» Required work
Output all of the records again, exactly as written.

» Material provided
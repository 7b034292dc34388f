//! Mock geospatial toolkit for testing.

use async_trait::async_trait;
use std::collections::HashSet;
use std::path::{Path, PathBuf};
use std::sync::Arc;
use tokio::sync::RwLock;

use crate::tools::{ComponentSpec, GeoToolkit, RasterSpec, Tool, ToolError, ZoomRange};

/// Tiles written by a successful mock tile run, relative to the output dir.
const MOCK_TILES: [&str; 3] = ["0/0/0.png", "1/0/1.png", "1/1/1.png"];

/// Mock implementation of the GeoToolkit trait.
///
/// Successful calls create their declared output (a small file, or a tile
/// tree for [`Tool::Tile`]) so downstream stages and cleanup see real files.
///
/// # Example
///
/// ```rust,ignore
/// use windmap_core::testing::MockToolkit;
/// use windmap_core::tools::Tool;
///
/// let toolkit = MockToolkit::new();
/// toolkit.fail_at(Tool::Rasterize).await;
///
/// // ... run a pipeline ...
///
/// assert_eq!(toolkit.invocations().await.last(), Some(&Tool::Rasterize));
/// ```
#[derive(Debug, Clone, Default)]
pub struct MockToolkit {
    /// Every tool invoked, in order.
    invocations: Arc<RwLock<Vec<Tool>>>,
    /// Tools that exit non-zero.
    failing: Arc<RwLock<HashSet<Tool>>>,
    /// Tools that exit zero without writing their output.
    omitting: Arc<RwLock<HashSet<Tool>>>,
    /// Fail when an input file does not exist.
    require_inputs: Arc<RwLock<bool>>,
}

impl MockToolkit {
    /// Create a new mock toolkit.
    pub fn new() -> Self {
        Self::default()
    }

    /// Make every invocation of `tool` exit with status 1.
    pub async fn fail_at(&self, tool: Tool) {
        self.failing.write().await.insert(tool);
    }

    /// Make `tool` succeed without producing its declared output.
    pub async fn omit_output(&self, tool: Tool) {
        self.omitting.write().await.insert(tool);
    }

    /// Check that inputs exist before "running".
    pub async fn require_existing_inputs(&self) {
        *self.require_inputs.write().await = true;
    }

    /// Get all invoked tools, in order.
    pub async fn invocations(&self) -> Vec<Tool> {
        self.invocations.read().await.clone()
    }

    /// Number of times `tool` was invoked.
    pub async fn invocation_count(&self, tool: Tool) -> usize {
        self.invocations
            .read()
            .await
            .iter()
            .filter(|t| **t == tool)
            .count()
    }

    async fn invoke(
        &self,
        tool: Tool,
        inputs: &[&Path],
        output: &Path,
    ) -> Result<PathBuf, ToolError> {
        self.invocations.write().await.push(tool);

        if *self.require_inputs.read().await {
            if let Some(missing) = inputs.iter().find(|p| !p.exists()) {
                return Err(ToolError::failed(
                    tool,
                    Some(1),
                    format!("cannot open {}", missing.display()),
                ));
            }
        }

        if self.failing.read().await.contains(&tool) {
            return Err(ToolError::failed(tool, Some(1), "mock failure"));
        }

        if self.omitting.read().await.contains(&tool) {
            return Err(ToolError::MissingOutput {
                tool,
                path: output.to_path_buf(),
            });
        }

        if tool == Tool::Tile {
            for tile in MOCK_TILES {
                let path = output.join(tile);
                if let Some(parent) = path.parent() {
                    tokio::fs::create_dir_all(parent).await?;
                }
                tokio::fs::write(&path, tile.as_bytes()).await?;
            }
        } else {
            tokio::fs::write(output, tool.as_str().as_bytes()).await?;
        }

        Ok(output.to_path_buf())
    }
}

#[async_trait]
impl GeoToolkit for MockToolkit {
    fn name(&self) -> &str {
        "mock"
    }

    async fn extract_component(
        &self,
        input: &Path,
        _component: &ComponentSpec,
        output: &Path,
    ) -> Result<PathBuf, ToolError> {
        self.invoke(Tool::Extract, &[input], output).await
    }

    async fn build_composite(
        &self,
        components: &[PathBuf],
        _crs: &str,
        output: &Path,
    ) -> Result<PathBuf, ToolError> {
        let inputs: Vec<&Path> = components.iter().map(|p| p.as_path()).collect();
        self.invoke(Tool::Composite, &inputs, output).await
    }

    async fn rasterize(
        &self,
        composite: &Path,
        _spec: &RasterSpec,
        output: &Path,
    ) -> Result<PathBuf, ToolError> {
        self.invoke(Tool::Rasterize, &[composite], output).await
    }

    async fn convert_image(&self, raster: &Path, output: &Path) -> Result<PathBuf, ToolError> {
        self.invoke(Tool::Convert, &[raster], output).await
    }

    async fn generate_tiles(
        &self,
        raster: &Path,
        _zoom: ZoomRange,
        output_dir: &Path,
    ) -> Result<PathBuf, ToolError> {
        self.invoke(Tool::Tile, &[raster], output_dir).await
    }

    async fn validate(&self) -> Result<(), ToolError> {
        Ok(())
    }
}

» Answer area
repository 7b034292dc34388f
//! Mock geospatial toolkit for testing.

use async_trait::async_trait;
use std::collections::HashSet;
use std::path::{Path, PathBuf};
use std::sync::Arc;
use tokio::sync::RwLock;

use crate::tools::{ComponentSpec, GeoToolkit, RasterSpec, Tool, ToolError, ZoomRange};

/// Tiles written by a successful mock tile run, relative to the output dir.
const MOCK_TILES: [&str; 3] = ["0/0/0.png", "1/0/1.png", "1/1/1.png"];

/// Mock implementation of the GeoToolkit trait.
///
/// Successful calls create their declared output (a small file, or a tile
/// tree for [`Tool::Tile`]) so downstream stages and cleanup see real files.
///
/// # Example
///
/// ```rust,ignore
/// use windmap_core::testing::MockToolkit;
/// use windmap_core::tools::Tool;
///
/// let toolkit = MockToolkit::new();
/// toolkit.fail_at(Tool::Rasterize).await;
///
/// // ... run a pipeline ...
///
/// assert_eq!(toolkit.invocations().await.last(), Some(&Tool::Rasterize));
/// ```
#[derive(Debug, Clone, Default)]
pub struct MockToolkit {
    /// Every tool invoked, in order.
    invocations: Arc<RwLock<Vec<Tool>>>,
    /// Tools that exit non-zero.
    failing: Arc<RwLock<HashSet<Tool>>>,
    /// Tools that exit zero without writing their output.
    omitting: Arc<RwLock<HashSet<Tool>>>,
    /// Fail when an input file does not exist.
    require_inputs: Arc<RwLock<bool>>,
}

impl MockToolkit {
    /// Create a new mock toolkit.
    pub fn new() -> Self {
        Self::default()
    }

    /// Make every invocation of `tool` exit with status 1.
    pub async fn fail_at(&self, tool: Tool) {
        self.failing.write().await.insert(tool);
    }

    /// Make `tool` succeed without producing its declared output.
    pub async fn omit_output(&self, tool: Tool) {
        self.omitting.write().await.insert(tool);
    }

    /// Check that inputs exist before "running".
    pub async fn require_existing_inputs(&self) {
        *self.require_inputs.write().await = true;
    }

    /// Get all invoked tools, in order.
    pub async fn invocations(&self) -> Vec<Tool> {
        self.invocations.read().await.clone()
    }

    /// Number of times `tool` was invoked.
    pub async fn invocation_count(&self, tool: Tool) -> usize {
        self.invocations
            .read()
            .await
            .iter()
            .filter(|t| **t == tool)
            .count()
    }

    async fn invoke(
        &self,
        tool: Tool,
        inputs: &[&Path],
        output: &Path,
    ) -> Result<PathBuf, ToolError> {
        self.invocations.write().await.push(tool);

        if *self.require_inputs.read().await {
            if let Some(missing) = inputs.iter().find(|p| !p.exists()) {
                return Err(ToolError::failed(
                    tool,
                    Some(1),
                    format!("cannot open {}", missing.display()),
                ));
            }
        }

        if self.failing.read().await.contains(&tool) {
            return Err(ToolError::failed(tool, Some(1), "mock failure"));
        }

        if self.omitting.read().await.contains(&tool) {
            return Err(ToolError::MissingOutput {
                tool,
                path: output.to_path_buf(),
            });
        }

        if tool == Tool::Tile {
            for tile in MOCK_TILES {
                let path = output.join(tile);
                if let Some(parent) = path.parent() {
                    tokio::fs::create_dir_all(parent).await?;
                }
                tokio::fs::write(&path, tile.as_bytes()).await?;
            }
        } else {
            tokio::fs::write(output, tool.as_str().as_bytes()).await?;
        }

        Ok(output.to_path_buf())
    }
}

#[async_trait]
impl GeoToolkit for MockToolkit {
    fn name(&self) -> &str {
        "mock"
    }

    async fn extract_component(
        &self,
        input: &Path,
        _component: &ComponentSpec,
        output: &Path,
    ) -> Result<PathBuf, ToolError> {
        self.invoke(Tool::Extract, &[input], output).await
    }

    async fn build_composite(
        &self,
        components: &[PathBuf],
        _crs: &str,
        output: &Path,
    ) -> Result<PathBuf, ToolError> {
        let inputs: Vec<&Path> = components.iter().map(|p| p.as_path()).collect();
        self.invoke(Tool::Composite, &inputs, output).await
    }

    async fn rasterize(
        &self,
        composite: &Path,
        _spec: &RasterSpec,
        output: &Path,
    ) -> Result<PathBuf, ToolError> {
        self.invoke(Tool::Rasterize, &[composite], output).await
    }

    async fn convert_image(&self, raster: &Path, output: &Path) -> Result<PathBuf, ToolError> {
        self.invoke(Tool::Convert, &[raster], output).await
    }

    async fn generate_tiles(
        &self,
        raster: &Path,
        _zoom: ZoomRange,
        output_dir: &Path,
    ) -> Result<PathBuf, ToolError> {
        self.invoke(Tool::Tile, &[raster], output_dir).await
    }

    async fn validate(&self) -> Result<(), ToolError> {
        Ok(())
    }
}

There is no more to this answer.